MLBEDSW-3808: Ported search allocator to python

- Straight port of the C++ implementation to python.
- Renamed the allocator from "Search" to "HillClimb"

Change-Id: I50797d541f326d0264daf79bf7866aef32350a60
Signed-off-by: Louis Verhaard <louis.verhaard@arm.com>
diff --git a/ethosu/vela/hillclimb_allocation.py b/ethosu/vela/hillclimb_allocation.py
new file mode 100644
index 0000000..de53ab8
--- /dev/null
+++ b/ethosu/vela/hillclimb_allocation.py
@@ -0,0 +1,310 @@
+# Copyright (C) 2021 Arm Limited or its affiliates. All rights reserved.
+#
+# SPDX-License-Identifier: Apache-2.0
+#
+# Licensed under the Apache License, Version 2.0 (the License); you may
+# not use this file except in compliance with the License.
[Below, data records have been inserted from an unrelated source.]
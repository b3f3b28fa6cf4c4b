// Copyright 2026 Open Nexus OS Contributors
// SPDX-License-Identifier: Apache-2.0

//! CONTEXT: Property tests for validation and buffer sizing
//! OWNERS: @runtime
//! STATUS: Functional
//! API_STABILITY: Unstable
//! TEST_COVERAGE: 3 property tests
//!
//! TEST_SCOPE:
//!   - Ids absent from the catalog never reach the transport
//!   - Buffer overrides accepted exactly within [0, payload_max]
//!   - Catalog lookups return the first matching entry
//!
//! DEPENDENCIES:
//!   - proptest: generated catalogs, ids and sizes
//!
//! ADR: docs/adr/0001-cxl-mailbox-engine.md
use std::sync::Arc;

use cxl_mailbox::sim::{SimDevice, SimTransport};
use cxl_mailbox::{Catalog, Command, CommandFlags, CommandInfo, DevNum, Error, Memdev};
use proptest::prelude::*;

fn memdev(ids: &[u32], payload_max: usize) -> (Arc<SimTransport>, Arc<Memdev>) {
    let sim = Arc::new(SimTransport::new());
    let mut device = SimDevice::new(DevNum::new(10, 3), payload_max);
    for id in ids {
        device.add_command(CommandInfo::new(*id, CommandFlags::ENABLED, 0, -1));
    }
    let attrs = device.attributes(0, "/dev/cxl/mem0");
    sim.insert("/dev/cxl/mem0", device);
    let memdev = Arc::new(Memdev::new(attrs, sim.clone()));
    (sim, memdev)
}

proptest! {
    #[test]
    fn absent_ids_are_unsupported(
        ids in proptest::collection::vec(0u32..64, 0..16),
        wanted in 0u32..128,
    ) {
        prop_assume!(!ids.contains(&wanted));
        let (sim, memdev) = memdev(&ids, 256);
        let mut cmd = Command::new(memdev, wanted);
        let is_unsupported = matches!(cmd.query(), Err(Error::Unsupported { id }) if id == wanted);
        prop_assert!(is_unsupported);
        let prepare_rejected = matches!(cmd.prepare(), Err(Error::Unsupported { .. }));
        prop_assert!(prepare_rejected);
        prop_assert_eq!(sim.sends(), 0);
    }

    #[test]
    fn buffer_overrides_respect_payload_max(payload_max in 1usize..4096, size in 0usize..8192) {
        let (sim, memdev) = memdev(&[1], payload_max);
        let mut cmd = Command::new(memdev, 1u32);
        let input = cmd.set_input_len(size);
        let output = cmd.set_output_len(size);
        if size <= payload_max {
            prop_assert!(input.is_ok() && output.is_ok());
            prop_assert_eq!(cmd.input_len(), size);
            prop_assert_eq!(cmd.output_len(), size);
        } else {
            let rejected = matches!(
                input,
                Err(Error::InvalidPayloadSize { requested, max }) if requested == size && max == payload_max
            );
            prop_assert!(rejected);
            prop_assert!(output.is_err());
            prop_assert_eq!(cmd.input_len(), 0);
            prop_assert_eq!(cmd.output_len(), 0);
        }
        prop_assert_eq!(sim.transport_calls(), 0);
    }

    #[test]
    fn lookup_returns_first_match(ids in proptest::collection::vec(0u32..8, 1..24)) {
        let entries: Vec<CommandInfo> = ids
            .iter()
            .enumerate()
            .map(|(i, id)| CommandInfo::new(*id, CommandFlags::ENABLED, i as i32, 0))
            .collect();
        let catalog = Catalog::from_entries(entries);
        for id in &ids {
            let first = ids.iter().position(|candidate| candidate == id).unwrap();
            let (index, info) = catalog.find(*id).unwrap();
            prop_assert_eq!(index, first);
            prop_assert_eq!(info.size_in, first as i32);
        }
    }
}

#[test]
fn boundary_sizes() {
    let mut big = vec![0u8; 1025];
    let (_sim, memdev) = memdev(&[1], 1024);
    let mut cmd = Command::new(memdev, 1u32);
    assert!(cmd.set_output_len(0).is_ok());
    assert!(cmd.set_output_len(1024).is_ok());
    assert!(matches!(
        cmd.set_output(&mut big),
        Err(Error::InvalidPayloadSize { requested: 1025, max: 1024 })
    ));
    assert_eq!(cmd.output_len(), 1024);
}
+# You may obtain a copy of the License at
+#
+# www.apache.org/licenses/LICENSE-2.0
+#
+# Unless required by applicable law or agreed to in writing, software
+# distributed under the License is distributed on an AS IS BASIS, WITHOUT
+# WARRANTIES OR CONDITIONS OF ANY KIND, either express or implied.
+# See the License for the specific language governing permissions and
+# limitations under the License.
+#
+# Description:
+# Tensor allocator based on a hill-climb search
+import random
+from typing import List
+from typing import Set
+
+from .live_range import LiveRange
+
+
+class LiveRangeInfo:
+    def __init__(self, id: int, start_time: int, end_time: int, size: int):
+        # Index of this live range
+        self.id = id
+        # Start time (input to the allocator algorithm)
+        self.start_time = start_time
+        # End time, inclusive (input to the allocator algorithm)
+        self.end_time = end_time
+        # Size in bytes (input to the allocator algorithm)
+        self.size = size
+        # Allocated address (the main output from the allocator algorithm)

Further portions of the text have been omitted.